Sometimes the more complex the person, the more you see the dogs change. They modify their behaviour, they may become quiet or they may act sillier. They often push themselves into the person's space and get gently in their faces, if someone is crying they will lick away the tears.

My dog Tiny did this to someone that we support at one of our events. I think that everyone that was in the room at the time had tears in their eyes, as the person we support finally stopped crying and just buried their face in Tiny’s coat; holding on to her for comfort. They had been very stressed and she provided the outlet needed.

How did you begin training Pip, Jess's dog and what has the journey been like so far?

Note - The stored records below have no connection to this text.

//! Fixtures shared by the integration tests

#![allow(dead_code)]

use std::str::FromStr;

use chrono::NaiveDate;
use farm_stock_ledger::{Engine, ReceiptOutcome};
use rust_decimal::Decimal;
use shared::{AdjustStock, AdjustmentType, DeductStock, Item, ItemId, NewItem, ReceiveBatch};
use uuid::Uuid;

pub fn dec(s: &str) -> Decimal {
    Decimal::from_str(s).unwrap()
}

pub fn date(y: i32, m: u32, d: u32) -> NaiveDate {
    NaiveDate::from_ymd_opt(y, m, d).unwrap()
}

pub fn actor() -> Uuid {
    Uuid::from_u128(0x0f00_d5ee_d000_0000_0000_0000_0000_0001)
}

pub fn new_item(name: &str, sku: &str) -> NewItem {
    NewItem {
        name: name.to_string(),
        sku: sku.to_string(),
        category: Some("Aquaculture".to_string()),
        unit: "kg".to_string(),
        reorder_threshold: dec("20"),
        minimum_stock_level: dec("5"),
        default_supplier_id: None,
    }
}

pub async fn seed_item(engine: &Engine, name: &str, sku: &str) -> Item {
    engine
        .catalog
        .create_item(new_item(name, sku), actor())
        .await
        .unwrap()
}

pub fn receipt(
    item_id: ItemId,
    batch_number: &str,
    qty: &str,
    cost: &str,
    on: NaiveDate,
) -> ReceiveBatch {
    ReceiveBatch {
        item_id,
        batch_number: batch_number.to_string(),
        quantity: dec(qty),
        unit_cost: dec(cost),
        purchase_date: on,
        expiry_date: None,
        supplier_id: None,
        notes: None,
        actor: actor(),
    }
}

pub async fn receive(
    engine: &Engine,
    item_id: ItemId,
    batch_number: &str,
    qty: &str,
    cost: &str,
    on: NaiveDate,
) -> ReceiptOutcome {
    engine
        .ledger
        .receive_batch(receipt(item_id, batch_number, qty, cost, on))
        .await
        .unwrap()
}

pub fn deduction(item_id: ItemId, qty: &str, module: &str) -> DeductStock {
    DeductStock {
        item_id,
        batch_id: None,
        quantity: dec(qty),
        module_reference: module.to_string(),
        actor: actor(),
        notes: None,
    }
}

pub fn adjustment(item_id: ItemId, batch_id: Option<i64>, qty: &str) -> AdjustStock {
    AdjustStock {
        item_id,
        batch_id,
        adjustment_type: AdjustmentType::Damage,
        quantity: dec(qty),
        reason: "Bags torn during unloading".to_string(),
        reference_id: None,
        adjustment_date: None,
        actor: actor(),
    }
}

/// Σ remaining over the item's active batches
pub async fn batch_total(engine: &Engine, item_id: ItemId) -> Decimal {
    engine
        .ledger
        .store()
        .batches(Some(item_id))
        .await
        .unwrap()
        .iter()
        .filter(|b| b.is_active)
        .map(|b| b.remaining_qty)
        .sum()
}
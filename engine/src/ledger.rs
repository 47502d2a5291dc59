//! Stock ledger: receipt, FIFO deduction and loss adjustment
//!
//! Every mutation runs in one unit of work that first locks the item row,
//! checks that the item's recorded quantity still equals what its active
//! batches hold, applies the batch changes, appends ledger rows and finally
//! rewrites the item quantity from the batches it just changed. Any failure
//! drops the unit of work and nothing is applied.

use std::sync::Arc;

use chrono::{NaiveDate, Utc};
use rust_decimal::Decimal;
use serde::{Deserialize, Serialize};
use serde_json::json;
use shared::{
    checked_balance, extended_cost, normalize_module_reference, validate_adjustment_reason,
    validate_batch_number, validate_expiry, validate_module_reference, validate_not_future,
    validate_quantity, validate_unit_cost, AdjustStock, AdjustmentId, Batch, BatchId, DeductStock,
    Item, ItemId, NewAdjustment, NewBatch, NewTransaction, ReceiveBatch, StockStatus,
    StockTransaction, TransactionId, TransactionQuery, TransactionType,
};
use tracing::{info, instrument, warn};
use uuid::Uuid;

use crate::activity::{self, Action};
use crate::config::LedgerRules;
use crate::error::{check_field, LedgerError, LedgerResult};
use crate::fifo::{self, Allocation};
use crate::store::{LedgerStore, LedgerTx};

/// Result of a stock receipt
#[derive(Debug, Clone, Serialize, Deserialize, PartialEq)]
pub struct ReceiptOutcome {
    pub item_id: ItemId,
    pub batch_id: BatchId,
    pub transaction_id: TransactionId,
    pub new_balance: Decimal,
}

/// Result of a FIFO deduction
#[derive(Debug, Clone, Serialize, Deserialize, PartialEq)]
pub struct DeductionOutcome {
    pub item_id: ItemId,
    pub module_reference: String,
    pub allocations: Vec<Allocation>,
    pub total_quantity: Decimal,
    pub total_cost: Decimal,
    pub weighted_average_cost: Decimal,
    /// Item quantity after the deduction
    pub remaining_stock: Decimal,
    /// One per batch touched, in consumption order
    pub transaction_ids: Vec<TransactionId>,
}

/// Result of a loss adjustment
#[derive(Debug, Clone, Serialize, Deserialize, PartialEq)]
pub struct AdjustmentOutcome {
    pub adjustment_id: AdjustmentId,
    pub item_id: ItemId,
    pub batch_id: Option<BatchId>,
    pub quantity: Decimal,
    /// Batch quantity for a targeted adjustment, item quantity otherwise
    pub old_qty: Decimal,
    pub new_qty: Decimal,
    pub total_cost: Decimal,
    pub remaining_stock: Decimal,
    pub transaction_ids: Vec<TransactionId>,
}

/// Stock held in one batch
#[derive(Debug, Clone, Serialize, Deserialize, PartialEq)]
pub struct BatchBalance {
    pub batch_id: BatchId,
    pub batch_number: String,
    pub remaining_qty: Decimal,
    pub unit_cost: Decimal,
    pub purchase_date: NaiveDate,
    pub expiry_date: Option<NaiveDate>,
}

impl From<&Batch> for BatchBalance {
    fn from(batch: &Batch) -> Self {
        Self {
            batch_id: batch.id,
            batch_number: batch.batch_number.clone(),
            remaining_qty: batch.remaining_qty,
            unit_cost: batch.unit_cost,
            purchase_date: batch.purchase_date,
            expiry_date: batch.expiry_date,
        }
    }
}

/// Current stock of one item
#[derive(Debug, Clone, Serialize, Deserialize, PartialEq)]
pub struct StockLevel {
    pub item_id: ItemId,
    pub name: String,
    pub sku: String,
    pub unit: String,
    pub current_qty: Decimal,
    pub reorder_threshold: Decimal,
    pub minimum_stock_level: Decimal,
    pub status: StockStatus,
    pub is_low: bool,
    /// Batches that still hold stock, in consumption order
    pub batches: Vec<BatchBalance>,
}

/// A batch and every ledger row that touched it
#[derive(Debug, Clone, Serialize, Deserialize, PartialEq)]
pub struct BatchLifecycle {
    pub batch: Batch,
    pub item_name: String,
    pub transactions: Vec<StockTransaction>,
    pub consumed_qty: Decimal,
    /// Σ quantity changes equals the batch's remaining quantity
    pub reconciles: bool,
}

/// Replay of an item's ledger against its stored state
#[derive(Debug, Clone, Serialize, Deserialize, PartialEq)]
pub struct LedgerAudit {
    pub item_id: ItemId,
    pub recorded_qty: Decimal,
    pub batch_total: Decimal,
    pub replayed_qty: Decimal,
    pub last_recorded_balance: Decimal,
    pub transaction_count: usize,
    /// Rows whose `new_balance` differs from the running sum at that point
    pub balance_breaks: Vec<TransactionId>,
    pub is_consistent: bool,
}

/// A receipt applied inside a unit of work
pub(crate) struct AppliedReceipt {
    pub batch: Batch,
    pub transaction: StockTransaction,
}

/// Stock ledger service
#[derive(Clone)]
pub struct StockLedger {
    store: Arc<dyn LedgerStore>,
    rules: LedgerRules,
}
//! Stock batch (lot) models

use chrono::{DateTime, NaiveDate, Utc};
use rust_decimal::Decimal;
use serde::{Deserialize, Serialize};
use uuid::Uuid;

use crate::types::{BatchId, ItemId, PurchaseOrderId, SupplierId};

/// A discrete quantity of an item received at one time at one unit cost
#[derive(Debug, Clone, Serialize, Deserialize, PartialEq)]
#[cfg_attr(feature = "sqlx", derive(sqlx::FromRow))]
pub struct Batch {
    pub id: BatchId,
    pub item_id: ItemId,
    /// Operator-supplied lot number, unique per item
    pub batch_number: String,
    pub quantity_received: Decimal,
    /// Never increases; floor 0
    pub remaining_qty: Decimal,
    /// Fixed at receipt
    pub unit_cost: Decimal,
    pub purchase_date: NaiveDate,
    pub expiry_date: Option<NaiveDate>,
    pub supplier_id: Option<SupplierId>,
    pub purchase_order_id: Option<PurchaseOrderId>,
    pub is_active: bool,
    pub notes: Option<String>,
    pub created_at: DateTime<Utc>,
}

impl Batch {
    /// Active with stock left
    pub fn is_consumable(&self) -> bool {
        self.is_active && self.remaining_qty > Decimal::ZERO
    }

    /// Value of what is left in the batch
    pub fn remaining_value(&self) -> Decimal {
        self.remaining_qty * self.unit_cost
    }

    pub fn consumed_qty(&self) -> Decimal {
        self.quantity_received - self.remaining_qty
    }

    /// Calendar days from `today` until expiry; negative once expired
    pub fn days_until_expiry(&self, today: NaiveDate) -> Option<i64> {
        self.expiry_date.map(|expiry| (expiry - today).num_days())
    }
}

/// Input for receiving a new batch of stock
#[derive(Debug, Clone, Serialize, Deserialize)]
pub struct ReceiveBatch {
    pub item_id: ItemId,
    pub batch_number: String,
    pub quantity: Decimal,
    pub unit_cost: Decimal,
    pub purchase_date: NaiveDate,
    pub expiry_date: Option<NaiveDate>,
    pub supplier_id: Option<SupplierId>,
    pub notes: Option<String>,
    /// User performing the receipt
    pub actor: Uuid,
}

/// Row written by storage when a batch is created
#[derive(Debug, Clone)]
pub struct NewBatch {
    pub item_id: ItemId,
    pub batch_number: String,
    pub quantity: Decimal,
    pub unit_cost: Decimal,
    pub purchase_date: NaiveDate,
    pub expiry_date: Option<NaiveDate>,
    pub supplier_id: Option<SupplierId>,
    pub purchase_order_id: Option<PurchaseOrderId>,
    pub notes: Option<String>,
}

#[cfg(test)]
mod tests {
    use super::*;

    fn batch(remaining: i64, expiry: Option<NaiveDate>) -> Batch {
        Batch {
            id: 1,
            item_id: 1,
            batch_number: "LOT-001".into(),
            quantity_received: Decimal::from(100),
            remaining_qty: Decimal::from(remaining),
            unit_cost: Decimal::from(5),
            purchase_date: NaiveDate::from_ymd_opt(2025, 1, 1).unwrap(),
            expiry_date: expiry,
            supplier_id: None,
            purchase_order_id: None,
            is_active: true,
            notes: None,
            created_at: Utc::now(),
        }
    }

    #[test]
    fn test_remaining_value_and_consumed() {
        let b = batch(40, None);
        assert_eq!(b.remaining_value(), Decimal::from(200));
        assert_eq!(b.consumed_qty(), Decimal::from(60));
    }

    #[test]
    fn test_empty_batch_is_not_consumable() {
        assert!(!batch(0, None).is_consumable());
        assert!(batch(1, None).is_consumable());
    }

    #[test]
    fn test_days_until_expiry() {
        let today = NaiveDate::from_ymd_opt(2025, 3, 1).unwrap();
        let b = batch(1, NaiveDate::from_ymd_opt(2025, 3, 8));
        assert_eq!(b.days_until_expiry(today), Some(7));

        let expired = batch(1, NaiveDate::from_ymd_opt(2025, 2, 27));
        assert_eq!(expired.days_until_expiry(today), Some(-2));

        assert_eq!(batch(1, None).days_until_expiry(today), None);
    }
}
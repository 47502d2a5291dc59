//! Common types used across the ledger

use chrono::NaiveDate;
use serde::{Deserialize, Serialize};

pub type ItemId = i64;
pub type BatchId = i64;
pub type TransactionId = i64;
pub type AdjustmentId = i64;
pub type CategoryId = i64;
pub type SupplierId = i64;
pub type PurchaseOrderId = i64;
pub type PurchaseOrderLineId = i64;

/// Inclusive date range for queries
#[derive(Debug, Clone, Copy, Serialize, Deserialize, PartialEq, Eq)]
pub struct DateRange {
    pub start: NaiveDate,
    pub end: NaiveDate,
}

impl DateRange {
    pub fn new(start: NaiveDate, end: NaiveDate) -> Self {
        Self { start, end }
    }

    /// Single-day range
    pub fn day(date: NaiveDate) -> Self {
        Self {
            start: date,
            end: date,
        }
    }

    pub fn contains(&self, date: NaiveDate) -> bool {
        date >= self.start && date <= self.end
    }

    pub fn is_valid(&self) -> bool {
        self.start <= self.end
    }
}

/// Grouping key for inventory valuation
#[derive(Debug, Clone, Copy, Serialize, Deserialize, PartialEq, Eq, Default)]
#[serde(rename_all = "snake_case")]
pub enum ValuationGroupBy {
    /// Single total line
    #[default]
    None,
    Item,
    Category,
}

impl std::str::FromStr for ValuationGroupBy {
    type Err = String;

    fn from_str(s: &str) -> Result<Self, Self::Err> {
        match s.trim().to_ascii_lowercase().as_str() {
            "" | "none" | "total" => Ok(ValuationGroupBy::None),
            "item" => Ok(ValuationGroupBy::Item),
            "category" => Ok(ValuationGroupBy::Category),
            other => Err(format!("unknown valuation grouping '{}'", other)),
        }
    }
}

/// Filter for reading the transaction log
#[derive(Debug, Clone, Serialize, Deserialize, PartialEq, Eq)]
pub struct TransactionQuery {
    pub item_id: Option<ItemId>,
    pub batch_id: Option<BatchId>,
    /// Only transactions created on or after this date
    pub since: Option<NaiveDate>,
    /// Newest first when set; oldest first otherwise
    pub newest_first: bool,
    pub limit: Option<i64>,
}

impl Default for TransactionQuery {
    fn default() -> Self {
        Self {
            item_id: None,
            batch_id: None,
            since: None,
            newest_first: true,
            limit: Some(100),
        }
    }
}

impl TransactionQuery {
    /// Every transaction for one item, oldest first, no limit (replay order)
    pub fn replay(item_id: ItemId) -> Self {
        Self {
            item_id: Some(item_id),
            batch_id: None,
            since: None,
            newest_first: false,
            limit: None,
        }
    }

    /// Every transaction touching one batch, oldest first
    pub fn for_batch(batch_id: BatchId) -> Self {
        Self {
            item_id: None,
            batch_id: Some(batch_id),
            since: None,
            newest_first: false,
            limit: None,
        }
    }
}

#[cfg(test)]
mod tests {
    use super::*;

    #[test]
    fn test_date_range_is_inclusive() {
        let range = DateRange::new(
            NaiveDate::from_ymd_opt(2025, 1, 1).unwrap(),
            NaiveDate::from_ymd_opt(2025, 1, 31).unwrap(),
        );
        assert!(range.contains(NaiveDate::from_ymd_opt(2025, 1, 1).unwrap()));
        assert!(range.contains(NaiveDate::from_ymd_opt(2025, 1, 31).unwrap()));
        assert!(!range.contains(NaiveDate::from_ymd_opt(2025, 2, 1).unwrap()));
    }

    #[test]
    fn test_group_by_parsing() {
        assert_eq!("item".parse::<ValuationGroupBy>().unwrap(), ValuationGroupBy::Item);
        assert_eq!("Category".parse::<ValuationGroupBy>().unwrap(), ValuationGroupBy::Category);
        assert_eq!("".parse::<ValuationGroupBy>().unwrap(), ValuationGroupBy::None);
        assert!("supplier".parse::<ValuationGroupBy>().is_err());
    }
}
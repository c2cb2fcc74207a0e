//! Renderer configuration, errors and the GPU backend abstraction.

use crate::passes::PassDescriptor;
use crate::uniforms::FrameUniforms;
use canvas3d_core::Vertex;
use peniko::Color;
use thiserror::Error;

/// Renderer errors.
#[derive(Debug, Error)]
pub enum RendererError {
    #[error("Initialization failed: {0}")]
    InitFailed(String),
    #[error("Incomplete framebuffer: {0}")]
    IncompleteFramebuffer(String),
    #[error("Surface error: {0}")]
    Surface(String),
    #[error("Render failed: {0}")]
    RenderFailed(String),
}

/// Result type for renderer operations.
pub type RenderResult<T> = Result<T, RendererError>;

/// Screen-space style applied after the geometry pass.
#[derive(Debug, Clone, Copy, PartialEq, Eq, Hash, Default)]
pub enum RenderingMode {
    /// Shaded solids with shadows.
    #[default]
    Basic,
    /// Shaded solids darkened by ambient occlusion.
    Ssao,
    /// Ink outlines from depth and normal discontinuities.
    Line,
    /// Outlines over tone-mapped hatching strokes.
    Hatching,
    /// Jittered hand-drawn outlines.
    Sketchy,
    /// Silhouette lines from depth only.
    Contour,
}

impl RenderingMode {
    pub const ALL: [RenderingMode; 6] = [
        RenderingMode::Basic,
        RenderingMode::Ssao,
        RenderingMode::Line,
        RenderingMode::Hatching,
        RenderingMode::Sketchy,
        RenderingMode::Contour,
    ];

    /// Cycle to the next mode.
    pub fn next(self) -> Self {
        match self {
            RenderingMode::Basic => RenderingMode::Ssao,
            RenderingMode::Ssao => RenderingMode::Line,
            RenderingMode::Line => RenderingMode::Hatching,
            RenderingMode::Hatching => RenderingMode::Sketchy,
            RenderingMode::Sketchy => RenderingMode::Contour,
            RenderingMode::Contour => RenderingMode::Basic,
        }
    }

    pub fn name(self) -> &'static str {
        match self {
            RenderingMode::Basic => "basic",
            RenderingMode::Ssao => "ssao",
            RenderingMode::Line => "line",
            RenderingMode::Hatching => "hatching",
            RenderingMode::Sketchy => "sketchy",
            RenderingMode::Contour => "contour",
        }
    }

    pub fn from_name(name: &str) -> Option<Self> {
        Self::ALL
            .into_iter()
            .find(|m| m.name().eq_ignore_ascii_case(name))
    }
}

/// Renderer-facing settings.
#[derive(Debug, Clone, Copy, PartialEq)]
pub struct RenderConfig {
    /// Edge length of the square shadow map in texels.
    pub shadow_map_size: u32,
    /// Number of hemisphere samples, at most [`crate::MAX_KERNEL_SIZE`].
    pub ssao_kernel_size: usize,
    /// Sampling radius in view-space units.
    pub ssao_radius: f32,
    /// Exponent applied to the occlusion term.
    pub ssao_power: f32,
    pub background: Color,
}

impl Default for RenderConfig {
    fn default() -> Self {
        Self {
            shadow_map_size: 4096,
            ssao_kernel_size: 32,
            ssao_radius: 1.0,
            ssao_power: 2.0,
            background: Color::new([1.0, 1.0, 1.0, 1.0]),
        }
    }
}

/// What a frame did.
#[derive(Debug, Clone, Copy, Default, PartialEq, Eq)]
pub struct FrameStats {
    pub passes: usize,
    pub triangles: usize,
    /// Overlay line segments.
    pub lines: usize,
    pub shadow_updated: bool,
}

/// GPU side of the renderer.
///
/// The [`crate::RenderManager`] decides which passes run and in what order;
/// a backend owns the textures, pipelines and vertex buffers and executes one
/// [`PassDescriptor`] at a time between `begin_frame` and `end_frame`.
pub trait GpuBackend {
    /// Reallocate size-dependent targets. A zero size releases them.
    fn resize(&mut self, width: u32, height: u32) -> RenderResult<()>;

    /// Add or replace a named triangle list.
    fn upload_geometry(&mut self, name: &str, vertices: &[Vertex]);

    fn remove_geometry(&mut self, name: &str);

    fn clear_geometry(&mut self);

    /// Replace the overlay line list.
    fn upload_overlay(&mut self, vertices: &[Vertex]);

    fn begin_frame(&mut self, uniforms: &FrameUniforms) -> RenderResult<()>;

    /// Run one pass and return the number of primitives it drew: triangles,
    /// or line segments for the overlay.
    fn execute_pass(&mut self, pass: &PassDescriptor) -> RenderResult<usize>;

    fn end_frame(&mut self) -> RenderResult<()>;
}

I have trained a number of dogs as assistance dogs for adults and children with autism, so Jo Jess’s mum first approached me a year ago looking for my thoughts on Jess getting a dog.

I completed several risk assessments with Jess and family, one of which was, did she pass the 'Tiny test'?

Jess had to handle and get to know my dog Tiny and by watching Tiny’s body language I can assess how comfortable she is with a person, I wouldn’t take on anyone that Tiny isn’t comfortable with having round her. Tiny loves Jess, so we moved forward.

Eventually, we found a pup for Jess. The pup had to have the right attitude to work with Jess.

Pip was the last pup I saw and she was so calm and accepted all the testing like a pro.

I spoke to Jo and with her agreement I bought Pip. Pip came to me when she was just under eight weeks old, and spent the first six weeks with us going around in my son's old school bag (she couldn’t go down on the floor until her vaccinations had been done), but that didn’t mean she couldn’t see the world.

So far, Pip takes everything in her stride. Life is wonderful in her world!

What was Jess’ response to Pip?

When I asked Jess what Pip would mean to her, she replied that she is something for her to love. We try and get in video calls a good few nights a week so that Jess can see Pip at home.

What’s your favourite thing about training dogs?

When you’re trying to teach a dog something and they don’t get it, all of a sudden you see their eyes light up as the penny drops and they suddenly get it!